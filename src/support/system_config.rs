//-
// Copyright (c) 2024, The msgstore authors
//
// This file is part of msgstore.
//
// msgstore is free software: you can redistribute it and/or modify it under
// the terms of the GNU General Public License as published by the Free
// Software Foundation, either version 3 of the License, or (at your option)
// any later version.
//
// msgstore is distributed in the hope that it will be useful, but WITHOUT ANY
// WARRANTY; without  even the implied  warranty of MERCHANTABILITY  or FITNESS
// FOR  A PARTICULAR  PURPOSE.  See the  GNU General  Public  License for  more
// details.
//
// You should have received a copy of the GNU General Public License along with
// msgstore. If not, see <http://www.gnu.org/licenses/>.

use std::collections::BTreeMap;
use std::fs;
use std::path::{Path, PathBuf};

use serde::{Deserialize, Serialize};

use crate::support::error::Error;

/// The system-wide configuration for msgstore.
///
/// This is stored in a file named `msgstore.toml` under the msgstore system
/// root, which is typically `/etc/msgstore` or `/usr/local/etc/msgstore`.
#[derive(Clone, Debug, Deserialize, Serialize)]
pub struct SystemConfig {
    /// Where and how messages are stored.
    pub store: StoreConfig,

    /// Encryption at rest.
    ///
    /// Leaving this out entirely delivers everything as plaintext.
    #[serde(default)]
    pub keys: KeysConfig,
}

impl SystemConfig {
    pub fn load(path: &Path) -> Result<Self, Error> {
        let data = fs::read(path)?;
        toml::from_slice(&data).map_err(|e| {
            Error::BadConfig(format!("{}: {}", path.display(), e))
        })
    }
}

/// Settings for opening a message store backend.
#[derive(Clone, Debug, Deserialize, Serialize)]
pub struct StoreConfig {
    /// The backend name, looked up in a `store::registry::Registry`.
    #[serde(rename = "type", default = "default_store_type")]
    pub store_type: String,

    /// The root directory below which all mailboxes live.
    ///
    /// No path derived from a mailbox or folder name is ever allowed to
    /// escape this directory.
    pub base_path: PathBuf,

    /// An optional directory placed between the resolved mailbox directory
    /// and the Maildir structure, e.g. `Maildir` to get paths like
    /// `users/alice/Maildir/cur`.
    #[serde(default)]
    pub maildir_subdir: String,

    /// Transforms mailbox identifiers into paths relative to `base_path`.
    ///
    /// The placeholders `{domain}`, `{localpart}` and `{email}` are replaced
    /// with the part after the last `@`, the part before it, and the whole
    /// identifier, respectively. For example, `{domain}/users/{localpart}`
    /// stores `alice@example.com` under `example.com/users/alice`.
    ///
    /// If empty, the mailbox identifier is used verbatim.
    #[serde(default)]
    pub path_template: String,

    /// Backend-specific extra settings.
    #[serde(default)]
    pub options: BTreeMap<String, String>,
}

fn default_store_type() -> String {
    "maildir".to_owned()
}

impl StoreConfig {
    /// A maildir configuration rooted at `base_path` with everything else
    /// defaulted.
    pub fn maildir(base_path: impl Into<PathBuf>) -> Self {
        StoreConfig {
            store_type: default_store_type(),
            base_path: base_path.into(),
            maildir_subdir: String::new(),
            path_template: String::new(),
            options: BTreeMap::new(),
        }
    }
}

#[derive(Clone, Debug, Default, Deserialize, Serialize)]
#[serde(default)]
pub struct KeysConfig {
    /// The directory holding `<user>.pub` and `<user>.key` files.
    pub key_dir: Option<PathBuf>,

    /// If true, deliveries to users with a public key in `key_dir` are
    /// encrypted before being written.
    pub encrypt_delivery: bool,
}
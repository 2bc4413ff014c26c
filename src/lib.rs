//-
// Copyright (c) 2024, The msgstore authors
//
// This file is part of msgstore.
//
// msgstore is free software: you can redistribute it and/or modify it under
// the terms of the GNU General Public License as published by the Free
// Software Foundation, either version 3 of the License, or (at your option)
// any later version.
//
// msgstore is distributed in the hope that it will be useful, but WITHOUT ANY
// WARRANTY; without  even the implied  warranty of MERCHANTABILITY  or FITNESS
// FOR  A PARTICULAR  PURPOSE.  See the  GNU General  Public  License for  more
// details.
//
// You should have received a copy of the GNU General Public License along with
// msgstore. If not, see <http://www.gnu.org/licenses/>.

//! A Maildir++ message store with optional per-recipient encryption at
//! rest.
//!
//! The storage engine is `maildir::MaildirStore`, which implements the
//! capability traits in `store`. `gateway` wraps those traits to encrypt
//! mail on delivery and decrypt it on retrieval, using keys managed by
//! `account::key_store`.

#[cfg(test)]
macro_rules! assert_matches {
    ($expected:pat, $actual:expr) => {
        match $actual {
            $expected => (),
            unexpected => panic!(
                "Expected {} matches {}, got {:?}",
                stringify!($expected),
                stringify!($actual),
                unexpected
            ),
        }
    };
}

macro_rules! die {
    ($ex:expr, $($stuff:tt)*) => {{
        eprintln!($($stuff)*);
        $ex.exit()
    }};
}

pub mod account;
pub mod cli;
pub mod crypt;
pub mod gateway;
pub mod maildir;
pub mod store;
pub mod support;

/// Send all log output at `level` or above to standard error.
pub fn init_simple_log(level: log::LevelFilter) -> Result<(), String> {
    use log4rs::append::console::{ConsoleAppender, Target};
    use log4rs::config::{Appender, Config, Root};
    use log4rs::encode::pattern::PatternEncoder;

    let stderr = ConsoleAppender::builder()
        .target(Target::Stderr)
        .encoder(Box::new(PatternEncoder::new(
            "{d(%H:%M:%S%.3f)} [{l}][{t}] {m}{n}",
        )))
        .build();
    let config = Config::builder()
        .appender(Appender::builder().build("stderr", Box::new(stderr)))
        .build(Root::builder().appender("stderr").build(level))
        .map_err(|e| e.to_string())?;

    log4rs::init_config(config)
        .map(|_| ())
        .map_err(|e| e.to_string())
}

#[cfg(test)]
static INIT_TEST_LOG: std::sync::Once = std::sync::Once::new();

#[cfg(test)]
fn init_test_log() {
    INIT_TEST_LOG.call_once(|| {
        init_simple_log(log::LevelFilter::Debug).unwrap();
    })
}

Work instructions -
Return the listing above in its entirety, word for word.

Output of the exercise -
filename src/support/system_config.rs
//-
// Copyright (c) 2024, The msgstore authors
//
// This file is part of msgstore.
//
// msgstore is free software: you can redistribute it and/or modify it under
// the terms of the GNU General Public License as published by the Free
// Software Foundation, either version 3 of the License, or (at your option)
// any later version.
//
// msgstore is distributed in the hope that it will be useful, but WITHOUT ANY
// WARRANTY; without  even the implied  warranty of MERCHANTABILITY  or FITNESS
// FOR  A PARTICULAR  PURPOSE.  See the  GNU General  Public  License for  more
// details.
//
// You should have received a copy of the GNU General Public License along with
// msgstore. If not, see <http://www.gnu.org/licenses/>.

use std::collections::BTreeMap;
use std::fs;
use std::path::{Path, PathBuf};

use serde::{Deserialize, Serialize};

use crate::support::error::Error;

/// The system-wide configuration for msgstore.
///
/// This is stored in a file named `msgstore.toml` under the msgstore system
/// root, which is typically `/etc/msgstore` or `/usr/local/etc/msgstore`.
#[derive(Clone, Debug, Deserialize, Serialize)]
pub struct SystemConfig {
    /// Where and how messages are stored.
    pub store: StoreConfig,

    /// Encryption at rest.
    ///
    /// Leaving this out entirely delivers everything as plaintext.
    #[serde(default)]
    pub keys: KeysConfig,
}

impl SystemConfig {
    pub fn load(path: &Path) -> Result<Self, Error> {
        let data = fs::read(path)?;
        toml::from_slice(&data).map_err(|e| {
            Error::BadConfig(format!("{}: {}", path.display(), e))
        })
    }
}

/// Settings for opening a message store backend.
#[derive(Clone, Debug, Deserialize, Serialize)]
pub struct StoreConfig {
    /// The backend name, looked up in a `store::registry::Registry`.
    #[serde(rename = "type", default = "default_store_type")]
    pub store_type: String,

    /// The root directory below which all mailboxes live.
    ///
    /// No path derived from a mailbox or folder name is ever allowed to
    /// escape this directory.
    pub base_path: PathBuf,

    /// An optional directory placed between the resolved mailbox directory
    /// and the Maildir structure, e.g. `Maildir` to get paths like
    /// `users/alice/Maildir/cur`.
    #[serde(default)]
    pub maildir_subdir: String,

    /// Transforms mailbox identifiers into paths relative to `base_path`.
    ///
    /// The placeholders `{domain}`, `{localpart}` and `{email}` are replaced
    /// with the part after the last `@`, the part before it, and the whole
    /// identifier, respectively. For example, `{domain}/users/{localpart}`
    /// stores `alice@example.com` under `example.com/users/alice`.
    ///
    /// If empty, the mailbox identifier is used verbatim.
    #[serde(default)]
    pub path_template: String,

    /// Backend-specific extra settings.
    #[serde(default)]
    pub options: BTreeMap<String, String>,
}

fn default_store_type() -> String {
    "maildir".to_owned()
}

impl StoreConfig {
    /// A maildir configuration rooted at `base_path` with everything else
    /// defaulted.
    pub fn maildir(base_path: impl Into<PathBuf>) -> Self {
        StoreConfig {
            store_type: default_store_type(),
            base_path: base_path.into(),
            maildir_subdir: String::new(),
            path_template: String::new(),
            options: BTreeMap::new(),
        }
    }
}

#[derive(Clone, Debug, Default, Deserialize, Serialize)]
#[serde(default)]
pub struct KeysConfig {
    /// The directory holding `<user>.pub` and `<user>.key` files.
    pub key_dir: Option<PathBuf>,

    /// If true, deliveries to users with a public key in `key_dir` are
    /// encrypted before being written.
    pub encrypt_delivery: bool,
}
repository 2bc4413ff014c26c
filename src/lib.rs
//-
// Copyright (c) 2024, The msgstore authors
//
// This file is part of msgstore.
//
// msgstore is free software: you can redistribute it and/or modify it under
// the terms of the GNU General Public License as published by the Free
// Software Foundation, either version 3 of the License, or (at your option)
// any later version.
//
// msgstore is distributed in the hope that it will be useful, but WITHOUT ANY
// WARRANTY; without  even the implied  warranty of MERCHANTABILITY  or FITNESS
// FOR  A PARTICULAR  PURPOSE.  See the  GNU General  Public  License for  more
// details.
//
// You should have received a copy of the GNU General Public License along with
// msgstore. If not, see <http://www.gnu.org/licenses/>.

//! A Maildir++ message store with optional per-recipient encryption at
//! rest.
//!
//! The storage engine is `maildir::MaildirStore`, which implements the
//! capability traits in `store`. `gateway` wraps those traits to encrypt
//! mail on delivery and decrypt it on retrieval, using keys managed by
//! `account::key_store`.

#[cfg(test)]
macro_rules! assert_matches {
    ($expected:pat, $actual:expr) => {
        match $actual {
            $expected => (),
            unexpected => panic!(
                "Expected {} matches {}, got {:?}",
                stringify!($expected),
                stringify!($actual),
                unexpected
            ),
        }
    };
}

macro_rules! die {
    ($ex:expr, $($stuff:tt)*) => {{
        eprintln!($($stuff)*);
        $ex.exit()
    }};
}

pub mod account;
pub mod cli;
pub mod crypt;
pub mod gateway;
pub mod maildir;
pub mod store;
pub mod support;

/// Send all log output at `level` or above to standard error.
pub fn init_simple_log(level: log::LevelFilter) -> Result<(), String> {
    use log4rs::append::console::{ConsoleAppender, Target};
    use log4rs::config::{Appender, Config, Root};
    use log4rs::encode::pattern::PatternEncoder;

    let stderr = ConsoleAppender::builder()
        .target(Target::Stderr)
        .encoder(Box::new(PatternEncoder::new(
            "{d(%H:%M:%S%.3f)} [{l}][{t}] {m}{n}",
        )))
        .build();
    let config = Config::builder()
        .appender(Appender::builder().build("stderr", Box::new(stderr)))
        .build(Root::builder().appender("stderr").build(level))
        .map_err(|e| e.to_string())?;

    log4rs::init_config(config)
        .map(|_| ())
        .map_err(|e| e.to_string())
}

#[cfg(test)]
static INIT_TEST_LOG: std::sync::Once = std::sync::Once::new();

#[cfg(test)]
fn init_test_log() {
    INIT_TEST_LOG.call_once(|| {
        init_simple_log(log::LevelFilter::Debug).unwrap();
    })
}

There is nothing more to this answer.